Re: Allowing printf("%m") only where it actually works

From: Andres Freund <andres(at)anarazel(dot)de>
To: Tom Lane <tgl(at)sss(dot)pgh(dot)pa(dot)us>
Cc: Michael Paquier <michael(at)paquier(dot)xyz>, Thomas Munro <thomas(dot)munro(at)enterprisedb(dot)com>, Alvaro Herrera <alvherre(at)2ndquadrant(dot)com>, PostgreSQL Hackers <pgsql-hackers(at)lists(dot)postgresql(dot)org>
Subject: Re: Allowing printf("%m") only where it actually works
Date: 2018-09-26 17:46:45
Message-ID: 20180926174645.nsyj77lx2mvtz4kx@alap3.anarazel.de
Views: Raw Message | Whole Thread | Download mbox | Resend email
Thread:
Lists: pgsql-hackers

Hi,

On 2018-09-24 13:18:47 -0400, Tom Lane wrote:
> 0002 changes things so that we always use our snprintf, removing all the
> configure logic associated with that.

In the commit message you wrote:

> Preliminary performance testing suggests that as it stands, snprintf.c is
> faster than the native printf functions for some tasks on some platforms,
> and slower for other cases.

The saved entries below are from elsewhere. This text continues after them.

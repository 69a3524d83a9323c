//! Data layer of the boar bot on top of `lanekeeper`
//!
//! ```text
//! command handler ──► BoarData::<handler> ──► Coordinator::run(keys, body)
//!                                                  │
//!                           user:<id>, guild:<id>, global:* lanes
//!                                                  │
//!                                               Store
//! ```

pub mod error;
pub mod handlers;
pub mod records;

pub use error::HandlerError;
pub use handlers::BoarData;
pub use records::{
    BanList, Board, GuildRecord, ItemLedger, Leaderboard, Order, Trade, UserRecord,
};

A pending patch will improve that, though
> cases with floating-point conversions will doubtless remain slower unless
> we want to put a *lot* of effort into that. Still, we've not observed
> that *printf is really a performance bottleneck for most workloads, so
> I doubt this matters much.

I severely doubt the last sentence. I've *many* times seen *printf be a
significant bottleneck. In particular just about any pg_dump of a
database that has large tables with even just a single float column is
commonly bottlenecked on float -> string conversion.

A trivial bad benchmark:

CREATE TABLE somefloats(id serial, data1 float8, data2 float8, data3 float8);
INSERT INTO somefloats(data1, data2, data3) SELECT random(), random(), random() FROM generate_series(1, 10000000);
VACUUM FREEZE somefloats;

postgres[12850][1]=# \dt+ somefloats
List of relations
┌────────┬────────────┬───────┬────────┬────────┬─────────────┐
│ Schema │ Name │ Type │ Owner │ Size │ Description │
├────────┼────────────┼───────┼────────┼────────┼─────────────┤
│ public │ somefloats │ table │ andres │ 575 MB │ │
└────────┴────────────┴───────┴────────┴────────┴─────────────┘

96bf88d52711ad3a0a4cc2d1d9cb0e2acab85e63:

COPY somefloats TO '/dev/null';
COPY 10000000
Time: 24575.770 ms (00:24.576)

96bf88d52711ad3a0a4cc2d1d9cb0e2acab85e63^:

COPY somefloats TO '/dev/null';
COPY 10000000
Time: 12877.037 ms (00:12.877)

IOW, we regress copy performance by about 2x. And one int and three
floats isn't a particularly insane table layout.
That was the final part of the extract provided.